▸ **Brief**:
Where a line of the records holds the string "AppResult", copy that line.

▸ **Listed entries**:
⟨
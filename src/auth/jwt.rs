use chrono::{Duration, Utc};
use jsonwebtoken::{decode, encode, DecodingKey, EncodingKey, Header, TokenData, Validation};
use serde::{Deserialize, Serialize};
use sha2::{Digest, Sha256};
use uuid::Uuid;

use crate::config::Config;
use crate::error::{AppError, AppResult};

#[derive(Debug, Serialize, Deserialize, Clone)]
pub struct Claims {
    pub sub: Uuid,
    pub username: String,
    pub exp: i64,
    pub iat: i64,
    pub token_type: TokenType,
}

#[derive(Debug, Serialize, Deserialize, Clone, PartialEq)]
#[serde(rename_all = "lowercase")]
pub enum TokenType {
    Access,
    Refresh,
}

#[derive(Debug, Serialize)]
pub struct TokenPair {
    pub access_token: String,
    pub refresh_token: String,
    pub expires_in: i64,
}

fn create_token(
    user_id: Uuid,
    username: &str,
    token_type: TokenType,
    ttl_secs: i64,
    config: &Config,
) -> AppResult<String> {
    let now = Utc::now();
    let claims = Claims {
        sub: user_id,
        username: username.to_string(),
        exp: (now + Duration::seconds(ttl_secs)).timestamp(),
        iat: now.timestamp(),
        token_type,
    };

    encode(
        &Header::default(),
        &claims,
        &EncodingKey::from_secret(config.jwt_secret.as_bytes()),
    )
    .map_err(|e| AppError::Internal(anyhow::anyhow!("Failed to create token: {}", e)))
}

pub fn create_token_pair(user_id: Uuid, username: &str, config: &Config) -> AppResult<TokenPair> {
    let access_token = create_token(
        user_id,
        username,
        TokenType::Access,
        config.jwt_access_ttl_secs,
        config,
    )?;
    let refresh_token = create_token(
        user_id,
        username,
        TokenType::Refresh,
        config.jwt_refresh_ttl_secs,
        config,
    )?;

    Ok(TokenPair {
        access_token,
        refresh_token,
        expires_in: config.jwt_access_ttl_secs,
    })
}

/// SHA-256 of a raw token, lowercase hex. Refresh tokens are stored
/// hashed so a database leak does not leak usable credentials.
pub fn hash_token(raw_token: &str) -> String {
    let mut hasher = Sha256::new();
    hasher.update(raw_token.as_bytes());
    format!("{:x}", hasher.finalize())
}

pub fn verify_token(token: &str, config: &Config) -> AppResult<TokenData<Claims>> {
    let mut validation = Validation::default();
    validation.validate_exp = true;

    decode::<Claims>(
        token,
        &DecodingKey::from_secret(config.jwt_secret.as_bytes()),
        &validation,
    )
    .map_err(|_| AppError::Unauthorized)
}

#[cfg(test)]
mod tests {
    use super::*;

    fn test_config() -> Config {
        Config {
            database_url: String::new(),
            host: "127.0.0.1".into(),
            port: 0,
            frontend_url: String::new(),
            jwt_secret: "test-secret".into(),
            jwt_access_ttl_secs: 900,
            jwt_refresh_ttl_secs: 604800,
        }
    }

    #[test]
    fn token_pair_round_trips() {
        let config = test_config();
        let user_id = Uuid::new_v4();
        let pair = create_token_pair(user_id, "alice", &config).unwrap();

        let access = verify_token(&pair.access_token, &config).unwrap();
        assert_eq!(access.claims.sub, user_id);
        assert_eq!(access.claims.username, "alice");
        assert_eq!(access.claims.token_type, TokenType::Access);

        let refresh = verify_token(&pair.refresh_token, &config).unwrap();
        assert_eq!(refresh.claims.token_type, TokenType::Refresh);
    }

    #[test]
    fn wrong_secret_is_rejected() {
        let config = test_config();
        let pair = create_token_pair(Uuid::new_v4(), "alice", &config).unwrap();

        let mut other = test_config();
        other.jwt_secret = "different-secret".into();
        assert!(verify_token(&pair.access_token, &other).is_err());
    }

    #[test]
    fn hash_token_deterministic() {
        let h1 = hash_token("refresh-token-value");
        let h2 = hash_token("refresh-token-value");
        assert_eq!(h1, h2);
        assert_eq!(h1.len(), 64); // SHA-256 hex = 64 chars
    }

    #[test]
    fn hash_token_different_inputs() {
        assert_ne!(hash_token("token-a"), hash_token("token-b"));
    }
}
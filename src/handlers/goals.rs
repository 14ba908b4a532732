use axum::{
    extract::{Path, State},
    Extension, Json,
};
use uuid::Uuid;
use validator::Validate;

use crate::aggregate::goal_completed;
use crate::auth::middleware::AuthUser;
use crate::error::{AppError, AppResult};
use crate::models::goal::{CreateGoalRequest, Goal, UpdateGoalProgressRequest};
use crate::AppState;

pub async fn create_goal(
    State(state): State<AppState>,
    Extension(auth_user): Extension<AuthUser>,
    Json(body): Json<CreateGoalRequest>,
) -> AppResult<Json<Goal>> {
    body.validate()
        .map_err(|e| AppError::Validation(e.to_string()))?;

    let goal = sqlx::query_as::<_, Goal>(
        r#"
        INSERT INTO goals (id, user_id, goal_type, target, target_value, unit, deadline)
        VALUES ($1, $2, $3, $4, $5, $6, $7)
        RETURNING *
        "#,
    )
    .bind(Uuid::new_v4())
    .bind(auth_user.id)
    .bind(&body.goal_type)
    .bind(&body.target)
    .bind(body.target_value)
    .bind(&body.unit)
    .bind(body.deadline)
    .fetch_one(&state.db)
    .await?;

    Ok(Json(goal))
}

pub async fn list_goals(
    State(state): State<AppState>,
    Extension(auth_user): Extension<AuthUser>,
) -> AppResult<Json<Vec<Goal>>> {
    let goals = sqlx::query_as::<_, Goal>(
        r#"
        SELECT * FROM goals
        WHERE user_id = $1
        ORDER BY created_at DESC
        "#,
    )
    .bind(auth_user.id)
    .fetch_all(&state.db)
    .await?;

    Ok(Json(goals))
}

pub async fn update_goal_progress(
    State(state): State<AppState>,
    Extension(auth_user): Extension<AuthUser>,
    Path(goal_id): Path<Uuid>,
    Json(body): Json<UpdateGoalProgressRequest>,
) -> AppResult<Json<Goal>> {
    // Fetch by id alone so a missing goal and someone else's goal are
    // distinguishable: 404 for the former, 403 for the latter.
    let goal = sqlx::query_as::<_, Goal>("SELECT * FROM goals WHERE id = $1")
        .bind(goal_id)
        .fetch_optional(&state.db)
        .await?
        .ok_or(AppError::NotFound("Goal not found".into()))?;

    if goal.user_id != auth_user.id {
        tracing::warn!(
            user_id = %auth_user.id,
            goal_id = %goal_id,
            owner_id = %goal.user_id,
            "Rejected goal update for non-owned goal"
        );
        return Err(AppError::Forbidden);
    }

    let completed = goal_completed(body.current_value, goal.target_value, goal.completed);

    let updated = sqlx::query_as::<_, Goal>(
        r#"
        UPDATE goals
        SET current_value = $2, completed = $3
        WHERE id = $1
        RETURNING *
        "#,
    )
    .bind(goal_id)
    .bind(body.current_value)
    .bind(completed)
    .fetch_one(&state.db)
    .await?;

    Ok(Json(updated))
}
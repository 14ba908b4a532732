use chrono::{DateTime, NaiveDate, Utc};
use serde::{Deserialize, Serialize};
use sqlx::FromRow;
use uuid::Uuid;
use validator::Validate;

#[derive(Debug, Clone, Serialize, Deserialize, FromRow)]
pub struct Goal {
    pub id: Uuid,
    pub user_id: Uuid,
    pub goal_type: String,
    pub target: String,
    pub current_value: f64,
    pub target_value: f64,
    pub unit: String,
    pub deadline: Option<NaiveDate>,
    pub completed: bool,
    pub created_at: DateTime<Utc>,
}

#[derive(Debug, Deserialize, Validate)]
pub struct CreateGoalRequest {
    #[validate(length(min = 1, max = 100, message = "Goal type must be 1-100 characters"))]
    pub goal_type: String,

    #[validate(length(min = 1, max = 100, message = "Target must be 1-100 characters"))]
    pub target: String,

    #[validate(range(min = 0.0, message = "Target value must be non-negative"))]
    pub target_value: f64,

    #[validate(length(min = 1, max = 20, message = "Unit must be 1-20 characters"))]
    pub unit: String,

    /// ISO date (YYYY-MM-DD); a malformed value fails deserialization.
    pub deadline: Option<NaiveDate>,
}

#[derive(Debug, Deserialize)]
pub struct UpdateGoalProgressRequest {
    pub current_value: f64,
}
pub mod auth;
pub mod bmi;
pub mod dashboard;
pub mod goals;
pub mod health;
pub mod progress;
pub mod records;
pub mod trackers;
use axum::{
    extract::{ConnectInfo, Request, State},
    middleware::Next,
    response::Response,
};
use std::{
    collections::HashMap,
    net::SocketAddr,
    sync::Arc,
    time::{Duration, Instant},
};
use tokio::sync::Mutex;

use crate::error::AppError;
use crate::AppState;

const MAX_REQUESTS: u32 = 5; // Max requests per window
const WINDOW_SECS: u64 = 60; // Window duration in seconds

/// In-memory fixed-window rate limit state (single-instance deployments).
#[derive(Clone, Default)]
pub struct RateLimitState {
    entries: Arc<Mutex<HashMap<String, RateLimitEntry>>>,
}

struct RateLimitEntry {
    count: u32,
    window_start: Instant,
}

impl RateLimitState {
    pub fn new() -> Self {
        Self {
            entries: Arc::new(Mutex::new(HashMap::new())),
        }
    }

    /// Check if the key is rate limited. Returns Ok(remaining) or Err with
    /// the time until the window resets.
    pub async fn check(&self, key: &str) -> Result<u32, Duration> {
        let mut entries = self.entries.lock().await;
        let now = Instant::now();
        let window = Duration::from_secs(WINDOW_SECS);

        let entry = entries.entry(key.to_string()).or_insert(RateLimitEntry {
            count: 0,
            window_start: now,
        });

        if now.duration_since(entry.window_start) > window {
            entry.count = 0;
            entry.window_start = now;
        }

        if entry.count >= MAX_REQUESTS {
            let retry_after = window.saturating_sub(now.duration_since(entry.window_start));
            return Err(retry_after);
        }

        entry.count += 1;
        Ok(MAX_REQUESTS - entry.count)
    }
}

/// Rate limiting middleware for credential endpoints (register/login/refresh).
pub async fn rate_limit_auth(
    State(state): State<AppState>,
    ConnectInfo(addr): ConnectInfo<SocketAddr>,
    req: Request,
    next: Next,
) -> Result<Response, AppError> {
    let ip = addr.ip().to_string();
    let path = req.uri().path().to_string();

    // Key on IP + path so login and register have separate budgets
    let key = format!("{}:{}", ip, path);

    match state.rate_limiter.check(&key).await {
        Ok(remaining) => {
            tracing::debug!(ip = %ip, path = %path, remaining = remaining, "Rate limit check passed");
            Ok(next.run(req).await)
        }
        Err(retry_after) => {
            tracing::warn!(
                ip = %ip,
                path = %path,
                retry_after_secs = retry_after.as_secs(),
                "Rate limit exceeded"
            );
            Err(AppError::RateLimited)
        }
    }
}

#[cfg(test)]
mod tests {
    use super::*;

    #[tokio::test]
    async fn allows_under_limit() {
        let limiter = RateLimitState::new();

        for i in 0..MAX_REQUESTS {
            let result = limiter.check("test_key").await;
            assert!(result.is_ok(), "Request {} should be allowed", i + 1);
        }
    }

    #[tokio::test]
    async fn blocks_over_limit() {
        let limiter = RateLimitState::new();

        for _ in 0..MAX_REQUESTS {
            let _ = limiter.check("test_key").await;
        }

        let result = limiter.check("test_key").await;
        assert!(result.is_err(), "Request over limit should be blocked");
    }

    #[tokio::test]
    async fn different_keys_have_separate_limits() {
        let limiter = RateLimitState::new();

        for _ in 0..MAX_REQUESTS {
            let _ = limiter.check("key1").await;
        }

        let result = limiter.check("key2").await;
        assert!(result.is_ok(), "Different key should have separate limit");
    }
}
⟩
▸ **Answer area**:
use crate::error::{AppError, AppResult};
) -> AppResult<String> {
pub fn create_token_pair(user_id: Uuid, username: &str, config: &Config) -> AppResult<TokenPair> {
pub fn verify_token(token: &str, config: &Config) -> AppResult<TokenData<Claims>> {
use crate::error::{AppError, AppResult};
) -> AppResult<Json<Goal>> {
) -> AppResult<Json<Vec<Goal>>> {
) -> AppResult<Json<Goal>> {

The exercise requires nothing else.